The Northrop Grumman AQS-24B mine hunting system has demonstrated performing mine warfare from a high-speed, unmanned surface vessel at the Royal Australian Navy-sponsored Autonomous Warrior 2018 exercise in Jervis Bay, Australia.
The Northrop Grumman remote controlled Mine Hunting Unmanned Surface Vessel, with the AQS-24B mine hunting sensor, demonstrated a safe standoff mine hunting and undersea surveillance capability targeted at addressing three key aspects of the mine warfare challenge: reducing the mine clearance timeline; accurate detection, localisation, classification and identification of undersea objects of interest.

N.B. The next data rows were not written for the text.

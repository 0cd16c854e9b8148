//! Compilation of rule patterns into matchers.
//!
//! Every pattern type is lowered to a [`Regex`] so that matching and global
//! replacement share one code path.

use regex::{NoExpand, Regex, RegexBuilder};

use super::rule::{ContentRule, PatternType};

/// A rule pattern ready for matching.
#[derive(Debug, Clone)]
pub struct CompiledPattern {
    regex: Regex,
}

impl CompiledPattern {
    /// Compiles `rule.pattern` according to its pattern type and case
    /// sensitivity.
    pub fn compile(rule: &ContentRule) -> Result<Self, regex::Error> {
        let source = match rule.pattern_type {
            PatternType::Exact => regex::escape(&rule.pattern),
            PatternType::Wildcard => wildcard_to_regex(&rule.pattern),
            PatternType::Regex => rule.pattern.clone(),
        };
        let regex = RegexBuilder::new(&source)
            .case_insensitive(!rule.case_sensitive)
            .build()?;
        Ok(Self { regex })
    }

    pub fn is_match(&self, text: &str) -> bool {
        self.regex.is_match(text)
    }

    /// Replaces every match with `replacement`, taken literally.
    pub fn replace_all(&self, text: &str, replacement: &str) -> String {
        self.regex.replace_all(text, NoExpand(replacement)).into_owned()
    }
}

/// Escapes everything except `%`, which becomes `.*`.
fn wildcard_to_regex(pattern: &str) -> String {
    pattern
        .split('%')
        .map(regex::escape)
        .collect::<Vec<_>>()
        .join(".*")
}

According to the company website:
“The AQS-24B system includes the world’s first combined operational High-Speed Synthetic Aperture Sonar and an optical laser line scan sensor, which provides complete coverage out to maximum range on a single pass. The real time analysis capability demonstrated how unmanned systems can augment manned mine warfare operations.”
“The demonstration highlighted Northrop Grumman’s leading role in proving the operational utility of unmanned maritime systems in the mine warfare domain,” said Alan Lytle, vice president, undersea systems, Northrop Grumman.
“At operational speeds significantly higher than other mine hunting systems on the market, the USV/AQS-24B combination successfully completed a number of scenarios and challenges that were set by the Royal Australian Navy’s exercise command task group.”
The MHU was outfitted with L3 ASV’s ‘ASView’ unmanned control system. The system, say the company, provided the capability to control the vessel from a remote location with minimal human oversight.